Chimeric Antigen Receptor-expressing T cell (CAR-T) therapy involves re-engineering specific immune cells called T cells to target cancer.
The treatment involves the production of CAR-T cells from the patient’s own cells, where they are then manipulated to express the CAR gene, grown to very high numbers and then re-infused into the patient.
CAR-T therapy has been effective and successful in treating blood cancers such as leukaemia and lymphoma, but has not been very effective in treating solid tumours.
This treatment is often very costly as well.
Hence, to reduce the production cost and increase accessibility of CAR-T cell therapy, researchers are looking into developing commercially made, “off-the-shelf” CAR-T cells, which involves using T cells from donors' circulating blood or sometimes umbilical cord blood.
In the CAR-T cell, a specific form of T-cell required in CAR-T cell therapy, cell-signalling proteins such as CD28 and lymphocyte-specific protein tyrosine kinase (LCK) are present.

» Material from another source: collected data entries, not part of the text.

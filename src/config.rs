//! Configuration management with layered loading
//!
//! Precedence (lowest to highest):
//! 1. Compiled defaults
//! 2. Global config: `$XDG_CONFIG_HOME/a11yh/a11yh.toml`
//! 3. Environment variables: `A11YH_*` prefix

use std::path::{Path, PathBuf};

use config::{Config, ConfigError, Environment};
use directories::ProjectDirs;
use serde::{Deserialize, Serialize};
use tracing::debug;

use crate::application::ApplicationError;

/// Unified configuration for a11yh.
#[derive(Debug, Clone, Default, Serialize, Deserialize, PartialEq, Eq)]
#[serde(default)]
pub struct Settings {
    /// Insert every fixture node as a root (flat element list)
    pub flatten: bool,
    /// Show node frames when rendering trees
    pub show_frames: bool,
    /// Directory against which relative fixture paths are resolved
    pub fixture_dir: Option<PathBuf>,
}

/// Raw settings for intermediate parsing (`None` = not specified, inherit).
#[derive(Debug, Clone, Deserialize, Default)]
#[serde(default)]
pub struct RawSettings {
    pub flatten: Option<bool>,
    pub show_frames: Option<bool>,
    pub fixture_dir: Option<PathBuf>,
}

/// Get the XDG config directory for a11yh.
pub fn global_config_dir() -> Option<PathBuf> {
    ProjectDirs::from("", "", "a11yh").map(|dirs| dirs.config_dir().to_path_buf())
}

/// Get the path to the global config file.
pub fn global_config_path() -> Option<PathBuf> {
    global_config_dir().map(|dir| dir.join("a11yh.toml"))
}

/// Expand `~`, `$VAR` and `${VAR}`; unexpandable input is returned as is.
fn expand_env_vars(path: &str) -> String {
    shellexpand::full(path)
        .map(|s| s.into_owned())
        .unwrap_or_else(|_| path.to_string())
}

/// Load a TOML file into RawSettings for manual merging.
fn load_raw_settings(path: &Path) -> Result<RawSettings, ApplicationError> {
    let content = std::fs::read_to_string(path).map_err(|e| ApplicationError::Config {
        message: format!("read {}: {}", path.display(), e),
    })?;
    toml::from_str(&content).map_err(|e| ApplicationError::Config {
        message: format!("parse {}: {}", path.display(), e),
    })
}

/// `NotFound` means the variable is not set.
fn env_value<T>(lookup: Result<T, ConfigError>) -> Result<Option<T>, ApplicationError> {
    match lookup {
        Ok(val) => Ok(Some(val)),
        Err(ConfigError::NotFound(_)) => Ok(None),
        Err(e) => Err(config_err(e)),
    }
}

fn config_err(e: ConfigError) -> ApplicationError {
    ApplicationError::Config {
        message: e.to_string(),
    }
}

impl Settings {
    /// Expand shell variables and tilde in path-like fields.
    fn expand_paths(&mut self) {
        if let Some(dir) = &self.fixture_dir {
            let expanded = expand_env_vars(dir.to_string_lossy().as_ref());
            self.fixture_dir = Some(PathBuf::from(expanded));
        }
    }

    /// Overlay wins where it specifies a value.
    fn merge_with(&self, overlay: &RawSettings) -> Self {
        Self {
            flatten: overlay.flatten.unwrap_or(self.flatten),
            show_frames: overlay.show_frames.unwrap_or(self.show_frames),
            fixture_dir: overlay
                .fixture_dir
                .clone()
                .or_else(|| self.fixture_dir.clone()),
        }
    }

    /// Load settings with full precedence: defaults, global file, env vars.
    pub fn load() -> Result<Self, ApplicationError> {
        Self::load_with(global_config_path().as_deref())
    }

    /// Full precedence with an explicit global file: defaults, `global_path`,
    /// env vars. Paths are expanded once, after the last layer.
    pub fn load_with(global_path: Option<&Path>) -> Result<Self, ApplicationError> {
        let mut settings = Self::layered(global_path)?.with_env_overrides()?;
        settings.expand_paths();
        Ok(settings)
    }

    /// Defaults overlaid with the config file at `global_path`, if it exists.
    /// Environment variables are not consulted.
    pub fn load_from(global_path: Option<&Path>) -> Result<Self, ApplicationError> {
        let mut settings = Self::layered(global_path)?;
        settings.expand_paths();
        Ok(settings)
    }

    fn layered(global_path: Option<&Path>) -> Result<Self, ApplicationError> {
        let mut current = Self::default();
        if let Some(path) = global_path {
            if path.exists() {
                let raw = load_raw_settings(path)?;
                current = current.merge_with(&raw);
                debug!(path = %path.display(), "global config applied");
            }
        }
        Ok(current)
    }

    /// Apply A11YH_* environment variables as explicit overrides.
    ///
    /// Unset variables inherit; set but unparsable ones are a config error.
    pub fn with_env_overrides(mut self) -> Result<Self, ApplicationError> {
        let config = Config::builder()
            .add_source(
                Environment::with_prefix("A11YH")
                    .prefix_separator("_")
                    .separator("__"),
            )
            .build()
            .map_err(config_err)?;

        if let Some(val) = env_value(config.get_bool("flatten"))? {
            self.flatten = val;
        }
        if let Some(val) = env_value(config.get_bool("show_frames"))? {
            self.show_frames = val;
        }
        if let Some(val) = env_value(config.get_string("fixture_dir"))? {
            self.fixture_dir = Some(PathBuf::from(val));
        }
        Ok(self)
    }

    /// Render as TOML for `a11yh config`.
    pub fn to_toml(&self) -> Result<String, ApplicationError> {
        toml::to_string_pretty(self).map_err(|e| ApplicationError::Config {
            message: e.to_string(),
        })
    }
}

#[cfg(test)]
mod tests {
    use super::*;

    #[test]
    fn given_no_file_when_loading_then_defaults() {
        let settings = Settings::load_from(None).unwrap();
        assert_eq!(settings, Settings::default());
        assert!(!settings.flatten);
    }

    #[test]
    fn given_partial_overlay_when_merging_then_unspecified_fields_inherit() {
        let base = Settings {
            flatten: true,
            show_frames: false,
            fixture_dir: Some(PathBuf::from("/base")),
        };
        let overlay = RawSettings {
            show_frames: Some(true),
            ..Default::default()
        };
        let merged = base.merge_with(&overlay);
        assert!(merged.flatten);
        assert!(merged.show_frames);
        assert_eq!(merged.fixture_dir, Some(PathBuf::from("/base")));
    }
}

Cell signalling is the process where the cell switches on or off certain cell processes and functions.
They function as checkpoints along the cell signalling pathway, and are vital in activating the cell to kill tumour cells.
Tackling both issues of efficacy and cost of CAR-T cell therapy, Professor Nicholas Gascoigne, Principal Investigator from Immunology Translational Research Programme and Professor at the Department of Microbiology and Immunology at the Yong Loo Lin School of Medicine, National University of Singapore (NUS Medicine), with Dr Ling Wu and team discovered that in CAR T cells with CD28, the LCK is dispensable in cell signalling.
When the LCK is disrupted, another protein, FYN, takes over cell signalling instead.
The study has been published on Cell Reports Medicine.
In the cell signalling pathway, the FYN protein is one of the later switches.
However, since the LCK protein is the more dominant switch in T cell activation, in normal CAR-T cells, LCK signalling is usually the main pathway activated.
FYN signalling will take over when LCK signalling is disrupted.
In their study using laboratory tumour models, the CAR-T cells with disrupted LCK showed increased anti-tumour efficacy, a result of FYN signalling.
This is because the CAR-T cells were able to persist longer in the body and continue killing tumour cells.
This signalling switch also gives a novel approach to produce “off-the-shelf” CAR-T cells.
In the LCK disrupted CAR-T cells, the graft-versus-host side effect is removed.
This means that the modified CAR-T cells, if transplanted from a donor, would be unable to attack the host, the recipient patient.
This will significantly reduce production costs for CAR-T and can make CAR-T therapy much more available and accessible to patients.
Thus, it has been shown that FYN tackles both issues of efficacy and cost of CAR-T cell therapy.
FYN improves the overall T cell function by enhancing its ability to attack solid tumours.
At the same time, it gives them potential for use in “off-the-shelf” CAR-T therapy.
“The CAR-T field has advanced drastically over the past thirty years and presents an exciting promise of hope in cancer treatment. With this discovery, CD28 CAR-T therapy may now be used to target solid tumours such as breast and ovarian cancers, as well as reduce the cost of CAR-T therapy. This would greatly improve its accessibility to all patients,” said Professor Gascoigne.